Lines that include the string "LayoutOptions" are the ones to copy from the entries below.
::: Given entries
//! One rendering pass over a session.
//!
//! Builds the header labels once, then every participant row in parallel.
//! A marker that cannot be projected carries its error instead of a
//! placement; the rest of its row and all other rows are unaffected.

use chrono::{DateTime, FixedOffset, Offset, Utc};
use rayon::prelude::*;
use serde::{Deserialize, Serialize};
use thiserror::Error;

use crate::axis::{self, AxisError, AxisLabel, DEFAULT_STEP_MINUTES};
use crate::event_kind::EventKind;
use crate::format::{display_name, format_date_time, format_duration, tooltip_text};
use crate::model::{Occurrence, Participant, Session, SessionWindow};
use crate::projection::{self, Placement, ProjectionError};
use crate::types::ParticipantId;

/// Which duration computation feeds the displayed duration text.
#[derive(Debug, Clone, Copy, PartialEq, Eq, Default, Serialize, Deserialize)]
#[serde(rename_all = "snake_case")]
pub enum DurationMode {
    /// Whole elapsed minutes.
    #[default]
    Total,
    /// Minutes within the current hour; sessions of an hour or more wrap.
    WithinHour,
}

impl DurationMode {
    pub fn minutes(self, start: DateTime<Utc>, end: DateTime<Utc>) -> i64 {
        match self {
            Self::Total => projection::elapsed_minutes(start, end),
            Self::WithinHour => projection::duration_minutes(start, end),
        }
    }
}

/// Knobs for a rendering pass.
#[derive(Debug, Clone, Copy, PartialEq, Eq)]
pub struct LayoutOptions {
    pub step_minutes: u32,
    /// Offset used for every displayed clock time.
    pub offset: FixedOffset,
    pub duration_mode: DurationMode,
}

impl Default for LayoutOptions {
    fn default() -> Self {
        Self {
            step_minutes: DEFAULT_STEP_MINUTES,
            offset: Utc.fix(),
            duration_mode: DurationMode::default(),
        }
    }
}

#[derive(Debug, Error, Clone, PartialEq, Eq)]
pub enum LayoutError {
    #[error("failed to generate axis labels: {0}")]
    Axis(#[from] AxisError),
}

/// Session-wide strings shown in every row's details panel.
#[derive(Debug, Clone, PartialEq, Eq, Serialize)]
pub struct SessionSummary {
    pub start: String,
    pub end: String,
    pub duration: String,
}

/// A single event drawn on a row.
#[derive(Debug, Clone, PartialEq, Serialize)]
pub struct EventMarker {
    pub kind: EventKind,
    /// Index within this kind's list for the participant.
    pub index: usize,
    pub start: DateTime<Utc>,
    #[serde(skip_serializing_if = "Option::is_none")]
    pub end: Option<DateTime<Utc>>,
    pub icon: &'static str,
    pub tooltip: String,
    #[serde(flatten)]
    pub outcome: MarkerOutcome,
}

/// Where a marker landed, or why it could not be placed.
#[derive(Debug, Clone, Copy, PartialEq, Serialize)]
#[serde(untagged)]
pub enum MarkerOutcome {
    Placed { placement: Placement },
    Failed { error: ProjectionError },
}

impl EventMarker {
    fn new(
        window: &SessionWindow,
        kind: EventKind,
        index: usize,
        occurrence: Occurrence<'_>,
    ) -> Self {
        let message = match occurrence {
            Occurrence::Point(point) => Some(point.message.as_str()),
            Occurrence::Interval(_) => None,
        };
        let outcome = match projection::project(window, occurrence) {
            Ok(placement) => MarkerOutcome::Placed { placement },
            Err(error) => MarkerOutcome::Failed { error },
        };
        Self {
            kind,
            index,
            start: occurrence.start(),
            end: occurrence.end(),
            icon: kind.icon(),
            tooltip: tooltip_text(kind, message),
            outcome,
        }
    }

    /// The projection outcome for this marker.
    pub const fn projected(&self) -> Result<Placement, ProjectionError> {
        match self.outcome {
            MarkerOutcome::Placed { placement } => Ok(placement),
            MarkerOutcome::Failed { error } => Err(error),
        }
    }

    pub const fn placement(&self) -> Option<Placement> {
        match self.outcome {
            MarkerOutcome::Placed { placement } => Some(placement),
            MarkerOutcome::Failed { .. } => None,
        }
    }

    pub const fn is_placed(&self) -> bool {
        matches!(self.outcome, MarkerOutcome::Placed { .. })
    }
}

/// Everything needed to draw one participant's row.
#[derive(Debug, Clone, PartialEq, Serialize)]
pub struct ParticipantRow {
    pub participant_id: ParticipantId,
    /// Heading, e.g. `Alice (P1)`.
    pub display_name: String,
    /// `{session start} | Duration {n} Mins`.
    pub summary_line: String,
    pub markers: Vec<EventMarker>,
}

impl ParticipantRow {
    fn build(participant: &Participant, window: &SessionWindow, summary: &SessionSummary) -> Self {
        let markers: Vec<EventMarker> = participant
            .occurrences()
            .map(|(kind, index, occurrence)| EventMarker::new(window, kind, index, occurrence))
            .collect();

        for marker in &markers {
            let MarkerOutcome::Failed { error } = marker.outcome else {
                continue;
            };
            tracing::warn!(
                participant_id = %participant.participant_id,
                kind = %marker.kind,
                index = marker.index,
                error = %error,
                "event could not be placed on the timeline"
            );
        }

        Self {
            participant_id: participant.participant_id.clone(),
            display_name: display_name(&participant.name, &participant.participant_id),
            summary_line: format!("{} | Duration {}", summary.start, summary.duration),
            markers,
        }
    }

    /// Placements of the participant's login/logout spans.
    pub fn presence_spans(&self) -> impl Iterator<Item = Placement> + '_ {
        self.markers
            .iter()
            .filter(|m| m.kind == EventKind::Timelog)
            .filter_map(EventMarker::placement)
    }

    /// Markers of one kind, in input order.
    pub fn markers_of(&self, kind: EventKind) -> impl Iterator<Item = &EventMarker> + '_ {
        self.markers.iter().filter(move |m| m.kind == kind)
    }
}

/// The computed timeline for one session.
#[derive(Debug, Clone, PartialEq, Serialize)]
pub struct TimelineLayout {
    pub window: SessionWindow,
    pub labels: Vec<AxisLabel>,
    /// Width of each header column, in percent.
    pub label_width_pct: f64,
    pub summary: SessionSummary,
    pub rows: Vec<ParticipantRow>,
}

impl TimelineLayout {
    /// Runs a full rendering pass. Only an invalid window or step fails the
    /// pass; per-event failures are recorded on their markers.
    pub fn build(session: &Session, options: &LayoutOptions) -> Result<Self, LayoutError> {
        let window = session.window;
        let labels = axis::generate_labels_with_offset(
            window.start(),
            window.end(),
            options.step_minutes,
            options.offset,
        )?;

        let summary = SessionSummary {
            start: format_date_time(window.start(), options.offset),
            end: format_date_time(window.end(), options.offset),
            duration: format_duration(options.duration_mode.minutes(window.start(), window.end())),
        };

        let rows: Vec<ParticipantRow> = session
            .participants
            .par_iter()
            .map(|participant| ParticipantRow::build(participant, &window, &summary))
            .collect();

        let layout = Self {
            window,
            label_width_pct: axis::label_width_pct(labels.len()),
            labels,
            summary,
            rows,
        };
        tracing::debug!(
            labels = layout.labels.len(),
            rows = layout.rows.len(),
            failed_markers = layout.failed_markers(),
            "built timeline layout"
        );
        Ok(layout)
    }

    /// Finds a row by participant ID, ignoring case.
    pub fn row(&self, participant_id: &str) -> Option<&ParticipantRow> {
        self.rows
            .iter()
            .find(|row| row.participant_id.matches(participant_id))
    }

    /// Number of markers that could not be placed.
    pub fn failed_markers(&self) -> usize {
        self.rows
            .iter()
            .flat_map(|row| &row.markers)
            .filter(|m| !m.is_placed())
            .count()
    }
}

#[cfg(test)]
mod tests {
    use super::*;
    use crate::source::parse_session;
    use chrono::TimeZone;

    const EPS: f64 = 1e-9;

    const DOC: &str = r#"{
        "participantArray": [
            {
                "participantId": "p1",
                "name": "alice",
                "timelog": [
                    { "start": "2024-04-02T10:00:00Z", "end": "2024-04-02T10:04:00Z" },
                    { "start": "2024-04-02T10:06:00Z", "end": "2024-04-02T10:10:00Z" }
                ],
                "events": {
                    "mic": [ { "start": "2024-04-02T10:05:00Z", "end": "2024-04-02T10:06:00Z" } ],
                    "webcam": [ { "start": "2024-04-02T10:01:00Z", "end": "2024-04-02T10:03:00Z" } ],
                    "errors": [ { "start": "2024-04-02T10:00:00Z", "message": "mic permission denied" } ]
                }
            },
            {
                "participantId": "q7",
                "name": "bob",
                "timelog": [ { "start": "2024-04-02T10:02:00Z", "end": "2024-04-02T10:08:00Z" } ],
                "events": { "mic": [], "webcam": [] }
            }
        ],
        "start": "2024-04-02T10:00:00Z",
        "end": "2024-04-02T10:10:00Z"
    }"#;

    fn layout() -> TimelineLayout {
        let session = parse_session(DOC).unwrap();
        TimelineLayout::build(&session, &LayoutOptions::default()).unwrap()
    }

    #[test]
    fn header_labels_and_widths() {
        let layout = layout();
        let texts: Vec<&str> = layout.labels.iter().map(|l| l.text.as_str()).collect();
        assert_eq!(texts, vec!["10:00", "10:02", "10:04", "10:06", "10:08", "10:10"]);
        assert!((layout.label_width_pct - 100.0 / 6.0).abs() < EPS);
    }

    #[test]
    fn rows_keep_input_order() {
        let layout = layout();
        let names: Vec<&str> = layout.rows.iter().map(|r| r.display_name.as_str()).collect();
        assert_eq!(names, vec!["Alice (P1)", "Bob (Q7)"]);
    }

    #[test]
    fn summary_strings() {
        let layout = layout();
        assert_eq!(layout.summary.start, "2 April 2024, 10:00");
        assert_eq!(layout.summary.end, "2 April 2024, 10:10");
        assert_eq!(layout.summary.duration, "10 Mins");
        assert_eq!(
            layout.rows[0].summary_line,
            "2 April 2024, 10:00 | Duration 10 Mins"
        );
    }

    #[test]
    fn markers_follow_draw_order_with_placements() {
        let layout = layout();
        let row = layout.row("P1").unwrap();
        let kinds: Vec<EventKind> = row.markers.iter().map(|m| m.kind).collect();
        assert_eq!(
            kinds,
            vec![
                EventKind::Timelog,
                EventKind::Timelog,
                EventKind::Mic,
                EventKind::Webcam,
                EventKind::Error,
            ]
        );

        let mic = row.markers_of(EventKind::Mic).next().unwrap();
        let placement = mic.projected().unwrap();
        assert!((placement.position_pct - 50.0).abs() < EPS);
        assert!((placement.width_pct - 10.0).abs() < EPS);
        assert_eq!(mic.tooltip, "mic event");

        let error = row.markers_of(EventKind::Error).next().unwrap();
        assert_eq!(error.tooltip, "mic permission denied");
        assert!(error.projected().unwrap().width_pct.abs() < EPS);
    }

    #[test]
    fn presence_spans_come_from_timelog() {
        let layout = layout();
        let spans: Vec<Placement> = layout.rows[0].presence_spans().collect();
        assert_eq!(spans.len(), 2);
        assert!((spans[1].position_pct - 60.0).abs() < EPS);
        assert!((spans[1].width_pct - 40.0).abs() < EPS);
    }

    #[test]
    fn degenerate_window_fails_markers_not_pass() {
        let json = r#"{
            "participantArray": [
                { "participantId": "p1", "name": "a",
                  "events": { "mic": [ { "start": "2024-04-02T10:00:00Z", "end": "2024-04-02T10:01:00Z" } ] } }
            ],
            "start": "2024-04-02T10:00:00Z",
            "end": "2024-04-02T10:00:00Z"
        }"#;
        let session = parse_session(json).unwrap();
        let layout = TimelineLayout::build(&session, &LayoutOptions::default()).unwrap();

        assert_eq!(layout.labels.len(), 1);
        assert_eq!(layout.rows.len(), 1);
        assert_eq!(layout.failed_markers(), 1);
        assert_eq!(
            layout.rows[0].markers[0].projected().unwrap_err(),
            ProjectionError::DegenerateWindow { span_ms: 0 }
        );
    }

    #[test]
    fn row_lookup_returns_first_duplicate() {
        let json = r#"{
            "participantArray": [
                { "participantId": "p1", "name": "first" },
                { "participantId": "P1", "name": "second" }
            ],
            "start": "2024-04-02T10:00:00Z",
            "end": "2024-04-02T10:10:00Z"
        }"#;
        let session = parse_session(json).unwrap();
        let layout = TimelineLayout::build(&session, &LayoutOptions::default()).unwrap();
        assert_eq!(layout.rows.len(), 2);
        assert_eq!(layout.row("p1").unwrap().display_name, "First (P1)");
        assert_eq!(layout.rows[1].display_name, "Second (P1)");
    }

    #[test]
    fn zero_step_fails_pass() {
        let session = parse_session(DOC).unwrap();
        let options = LayoutOptions {
            step_minutes: 0,
            ..LayoutOptions::default()
        };
        let err = TimelineLayout::build(&session, &options).unwrap_err();
        assert_eq!(err, LayoutError::Axis(AxisError::InvalidStep));
    }

    #[test]
    fn duration_mode_selects_helper() {
        let start = Utc.with_ymd_and_hms(2024, 4, 2, 10, 0, 0).unwrap();
        let end = Utc.with_ymd_and_hms(2024, 4, 2, 11, 15, 0).unwrap();
        assert_eq!(DurationMode::Total.minutes(start, end), 75);
        assert_eq!(DurationMode::WithinHour.minutes(start, end), 15);
    }

    #[test]
    fn offset_applies_to_labels_and_summary() {
        let session = parse_session(DOC).unwrap();
        let options = LayoutOptions {
            offset: FixedOffset::east_opt(3600).unwrap(),
            ..LayoutOptions::default()
        };
        let layout = TimelineLayout::build(&session, &options).unwrap();
        assert_eq!(layout.labels[0].text, "11:00");
        assert_eq!(layout.summary.start, "2 April 2024, 11:00");
    }

    #[test]
    fn json_output_omits_absent_fields() {
        let layout = layout();
        let error = &layout.rows[0].markers[4];
        let json = serde_json::to_value(error).unwrap();
        assert_eq!(json["kind"], "error");
        assert!(json.get("end").is_none());
        assert!(json.get("error").is_none());
        assert_eq!(json["placement"]["width_pct"], 0.0);
    }
}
::::::
Solution for this task ->
pub struct LayoutOptions {
impl Default for LayoutOptions {
    pub fn build(session: &Session, options: &LayoutOptions) -> Result<Self, LayoutError> {
        TimelineLayout::build(&session, &LayoutOptions::default()).unwrap()
        let layout = TimelineLayout::build(&session, &LayoutOptions::default()).unwrap();
        let layout = TimelineLayout::build(&session, &LayoutOptions::default()).unwrap();
        let options = LayoutOptions {
            ..LayoutOptions::default()
        let options = LayoutOptions {
            ..LayoutOptions::default()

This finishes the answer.